The history of writing is an evolving
phenomenon. There are several propositions as to when and where writing began. However,
across ages and civilizations humans have had the ingenuity of inventing ways
of recording important timelines. The proto-writing and the Bronze Age, the
Mesopotamian and the ancient Egyptian civilization have had a means of
documentation.
Then
came the invention of printing press circa 1440 in Rome by the German named
Johannes Gutenberg, which fueled the proliferation of writing, and that of
reading. However, in not-too-distant past writers composed their works manually;
using a pen and paper, and only the privileged ones had the luxury of typewriter.
This was regarded as a new development in leaps and bounds compared to the
previous ages.
Readers
must have to use books; libraries existed and functioned manually. This at
times seemed to be cumbersome and boring to the digital media minded individuals.
The presence of modern media technology has redefined the concept of reading
and writing and library itself. Opinions from some quarters have averred that
books are dying, but writing is still alive; instead of making people lazy and
having the reading culture dying a slow death, the digital media agency turns
those who were ordinarily not readers into becoming ones, even without them
knowing. What you read daily on social media platforms are tons of untitled
essays that might end up being equivalent to a number of book chapters.
The
social media environment offers an atmosphere of infotainment in which people
carry libraries in their hand and peruse contents in a more relaxed and less
stressful way. But there is also a line picking the argument from different perspective,
that social media is corrupting, and making people lazy.

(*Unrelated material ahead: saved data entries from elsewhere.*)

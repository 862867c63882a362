//! Batch loading under replace / append policies
//!
//! The [`Loader`] only decides how a batch is cut into chunks and which
//! policy applies; atomicity is the sink's job (see
//! [`crate::warehouse::Sink::write_many`]). It never deduplicates.

use serde::{Deserialize, Serialize};
use tracing::{debug, info};

use crate::error::{EtlError, Result};
use crate::normalize::{Row, TabularBatch};
use crate::schema::TableSchema;
use crate::warehouse::{quote_ident, Sink, TableWrite};

/// Reference chunk size for bulk writes
pub const DEFAULT_CHUNK_SIZE: usize = 20_000;

/// Postgres caps a single statement at 65535 bind parameters
pub const MAX_BIND_PARAMETERS: usize = 65_535;

/// How a load treats existing table content
#[derive(Debug, Clone, Copy, PartialEq, Eq, Hash, Serialize, Deserialize)]
#[serde(rename_all = "lowercase")]
pub enum LoadPolicy {
    /// Atomically supersede the whole table
    Replace,
    /// Add rows, leave existing rows untouched
    Append,
}

impl std::fmt::Display for LoadPolicy {
    fn fmt(&self, f: &mut std::fmt::Formatter<'_>) -> std::fmt::Result {
        match self {
            LoadPolicy::Replace => write!(f, "replace"),
            LoadPolicy::Append => write!(f, "append"),
        }
    }
}

/// Target table of one load call
#[derive(Debug, Clone, PartialEq, Eq, Serialize, Deserialize)]
pub struct TableDescriptor {
    pub namespace: String,
    pub name: String,
    pub policy: LoadPolicy,
}

impl TableDescriptor {
    pub fn new(namespace: impl Into<String>, name: impl Into<String>, policy: LoadPolicy) -> Self {
        Self {
            namespace: namespace.into(),
            name: name.into(),
            policy,
        }
    }

    /// `"namespace"."name"`, safe to splice into SQL
    pub fn qualified_name(&self) -> String {
        format!("{}.{}", quote_ident(&self.namespace), quote_ident(&self.name))
    }

    pub fn with_policy(&self, policy: LoadPolicy) -> Self {
        Self {
            policy,
            ..self.clone()
        }
    }
}

impl std::fmt::Display for TableDescriptor {
    fn fmt(&self, f: &mut std::fmt::Formatter<'_>) -> std::fmt::Result {
        write!(f, "{}.{}", self.namespace, self.name)
    }
}

/// Load statistics
#[derive(Debug, Clone, Copy, Default, PartialEq, Eq, Serialize)]
pub struct LoadStats {
    pub rows_written: usize,
    pub chunks: usize,
}

/// Writes normalized batches to a [`Sink`]
pub struct Loader<'a, S: Sink + ?Sized> {
    sink: &'a S,
    chunk_size: usize,
}

impl<'a, S: Sink + ?Sized> Loader<'a, S> {
    pub fn new(sink: &'a S, chunk_size: usize) -> Self {
        Self { sink, chunk_size }
    }

    /// Rows per insert statement for a table of `column_count` columns
    pub fn effective_chunk_size(&self, column_count: usize) -> usize {
        let by_parameters = MAX_BIND_PARAMETERS / column_count.max(1);
        self.chunk_size.min(by_parameters).max(1)
    }

    /// Write `batch` to `table` under the table's policy
    ///
    /// The batch must already be aligned to `schema`.
    pub async fn load(
        &self,
        batch: &TabularBatch,
        table: &TableDescriptor,
        schema: &TableSchema,
    ) -> Result<LoadStats> {
        let stats = self.load_all(&[(batch, table, schema)]).await?;
        Ok(stats.into_iter().next().unwrap_or_default())
    }

    /// Write several batches in a single sink call, so they commit together
    ///
    /// Every batch is checked and chunked before anything reaches the sink.
    /// Stats come back in input order.
    pub async fn load_all(
        &self,
        loads: &[(&TabularBatch, &TableDescriptor, &TableSchema)],
    ) -> Result<Vec<LoadStats>> {
        let mut planned = Vec::with_capacity(loads.len());
        let mut stats = Vec::with_capacity(loads.len());

        for &(batch, table, schema) in loads {
            match self.plan(batch, table, schema)? {
                Some(chunks) => {
                    stats.push(LoadStats {
                        rows_written: batch.len(),
                        chunks: chunks.len(),
                    });
                    planned.push((table, schema, chunks));
                },
                None => stats.push(LoadStats::default()),
            }
        }

        if planned.is_empty() {
            return Ok(stats);
        }

        let writes: Vec<TableWrite<'_>> = planned
            .iter()
            .map(|&(table, schema, ref chunks)| TableWrite {
                table,
                schema,
                chunks: chunks.as_slice(),
            })
            .collect();
        self.sink.write_many(&writes).await?;

        Ok(stats)
    }

    /// Chunks for one batch, or `None` when there is nothing to write
    fn plan<'b>(
        &self,
        batch: &'b TabularBatch,
        table: &TableDescriptor,
        schema: &TableSchema,
    ) -> Result<Option<Vec<&'b [Row]>>> {
        let expected = schema.column_names();
        if batch.columns() != expected.as_slice() {
            return Err(EtlError::Schema(format!(
                "batch for {} is not aligned to {}: columns {:?}",
                table,
                schema.tag(),
                batch.columns()
            )));
        }

        if batch.is_empty() && table.policy == LoadPolicy::Append {
            debug!(table = %table, "Empty append batch, nothing to write");
            return Ok(None);
        }

        let chunk_size = self.effective_chunk_size(expected.len());
        let chunks: Vec<&[Row]> = batch.rows().chunks(chunk_size).collect();

        info!(
            table = %table,
            policy = %table.policy,
            rows = batch.len(),
            chunks = chunks.len(),
            chunk_size,
            "Loading batch"
        );

        Ok(Some(chunks))
    }
}

#[cfg(test)]
#[allow(clippy::unwrap_used, clippy::expect_used)]
mod tests {
    use super::*;
    use crate::normalize::Cell;
    use crate::schema::{ColumnKind, ColumnSpec};
    use async_trait::async_trait;
    use std::sync::Mutex;

    #[derive(Default)]
    struct RecordingSink {
        /// One entry per sink call: (table, policy, chunk sizes) per table
        writes: Mutex<Vec<Vec<(String, LoadPolicy, Vec<usize>)>>>,
    }

    #[async_trait]
    impl Sink for RecordingSink {
        async fn table_exists(&self, _table: &TableDescriptor) -> Result<bool> {
            Ok(true)
        }

        async fn write_many(&self, writes: &[TableWrite<'_>]) -> Result<()> {
            let call = writes
                .iter()
                .map(|w| {
                    let sizes = w.chunks.iter().map(|c| c.len()).collect();
                    (w.table.name.clone(), w.table.policy, sizes)
                })
                .collect();
            self.writes.lock().unwrap().push(call);
            Ok(())
        }

        async fn execute(&self, _statement: &str) -> Result<()> {
            Ok(())
        }
    }

    fn schema() -> TableSchema {
        TableSchema::new(
            "things",
            1,
            vec![
                ColumnSpec::required("id", ColumnKind::Text),
                ColumnSpec::optional("n", ColumnKind::Integer),
            ],
        )
    }

    fn batch(rows: usize) -> TabularBatch {
        let rows = (0..rows)
            .map(|i| {
                Row::from([
                    ("id".to_string(), Cell::Text(format!("r{}", i))),
                    ("n".to_string(), Cell::Int(i as i64)),
                ])
            })
            .collect();
        TabularBatch::with_columns(schema().column_names(), rows)
    }

    #[tokio::test]
    async fn test_chunks_large_batches() {
        let sink = RecordingSink::default();
        let loader = Loader::new(&sink, 2);
        let table = TableDescriptor::new("public", "things", LoadPolicy::Append);

        let stats = loader.load(&batch(5), &table, &schema()).await.unwrap();

        assert_eq!(stats, LoadStats { rows_written: 5, chunks: 3 });
        assert_eq!(
            *sink.writes.lock().unwrap(),
            vec![vec![("things".to_string(), LoadPolicy::Append, vec![2, 2, 1])]]
        );
    }

    #[tokio::test]
    async fn test_empty_batches() {
        let sink = RecordingSink::default();
        let loader = Loader::new(&sink, DEFAULT_CHUNK_SIZE);

        let append = TableDescriptor::new("public", "things", LoadPolicy::Append);
        let stats = loader.load(&batch(0), &append, &schema()).await.unwrap();
        assert_eq!(stats.rows_written, 0);
        assert!(sink.writes.lock().unwrap().is_empty());

        // Replace still reaches the sink so the table ends up empty, not missing
        let replace = append.with_policy(LoadPolicy::Replace);
        loader.load(&batch(0), &replace, &schema()).await.unwrap();
        assert_eq!(
            *sink.writes.lock().unwrap(),
            vec![vec![("things".to_string(), LoadPolicy::Replace, vec![])]]
        );
    }

    #[tokio::test]
    async fn test_load_all_is_one_sink_call() {
        let sink = RecordingSink::default();
        let loader = Loader::new(&sink, 2);
        let first = TableDescriptor::new("public", "first", LoadPolicy::Replace);
        let empty = TableDescriptor::new("public", "empty", LoadPolicy::Append);
        let second = TableDescriptor::new("public", "second", LoadPolicy::Replace);
        let (three, none, one) = (batch(3), batch(0), batch(1));

        let stats = loader
            .load_all(&[
                (&three, &first, &schema()),
                (&none, &empty, &schema()),
                (&one, &second, &schema()),
            ])
            .await
            .unwrap();

        assert_eq!(
            stats,
            [
                LoadStats { rows_written: 3, chunks: 2 },
                LoadStats::default(),
                LoadStats { rows_written: 1, chunks: 1 },
            ]
        );
        assert_eq!(
            *sink.writes.lock().unwrap(),
            vec![vec![
                ("first".to_string(), LoadPolicy::Replace, vec![2, 1]),
                ("second".to_string(), LoadPolicy::Replace, vec![1]),
            ]]
        );
    }

    #[tokio::test]
    async fn test_load_all_checks_every_batch_before_writing() {
        let sink = RecordingSink::default();
        let loader = Loader::new(&sink, DEFAULT_CHUNK_SIZE);
        let mut raw = TabularBatch::new();
        raw.push_row([("id".to_string(), Cell::Text("x".into()))]);
        let good = batch(2);
        let first = TableDescriptor::new("public", "first", LoadPolicy::Replace);
        let second = TableDescriptor::new("public", "second", LoadPolicy::Replace);

        let err = loader
            .load_all(&[(&good, &first, &schema()), (&raw, &second, &schema())])
            .await
            .unwrap_err();

        assert!(matches!(err, EtlError::Schema(_)));
        assert!(sink.writes.lock().unwrap().is_empty());
    }

    #[tokio::test]
    async fn test_rejects_unaligned_batch() {
        let sink = RecordingSink::default();
        let loader = Loader::new(&sink, DEFAULT_CHUNK_SIZE);
        let mut raw = TabularBatch::new();
        raw.push_row([("id".to_string(), Cell::Text("x".into()))]);

        let table = TableDescriptor::new("public", "things", LoadPolicy::Append);
        let err = loader.load(&raw, &table, &schema()).await.unwrap_err();
        assert!(matches!(err, EtlError::Schema(_)));
    }

    #[test]
    fn test_effective_chunk_size_respects_parameter_limit() {
        let sink = RecordingSink::default();
        let loader = Loader::new(&sink, DEFAULT_CHUNK_SIZE);
        assert_eq!(loader.effective_chunk_size(2), DEFAULT_CHUNK_SIZE);
        assert_eq!(loader.effective_chunk_size(42), 65_535 / 42);
        assert_eq!(loader.effective_chunk_size(0), DEFAULT_CHUNK_SIZE);
    }

    #[test]
    fn test_qualified_name_quotes_identifiers() {
        let table = TableDescriptor::new("public", "window\"s", LoadPolicy::Replace);
        assert_eq!(table.qualified_name(), "\"public\".\"window\"\"s\"");
        assert_eq!(table.to_string(), "public.window\"s");
    }
}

People do not like to
endure to read anything that seems to be lengthy, beyond 180-character, literally.
But this in turn gave birth to twitterature and related micro-fiction genres.
However,
though much more concerned with sculpture, film and photography, Walter
Benjamin in his famous “Work of Arts in the Age of Mechanical Reproduction”
expressed concern over the authenticity of the work of arts in the mechanical
age, and said that the process of mechanical reproduction has the tendency to
denude work its aura of eternal traditional aesthetic values.
Let’s debate, critique, and agree to
disagree with each other over threats and prospects of reading and writing in
the age of mechanically digital media reproduction.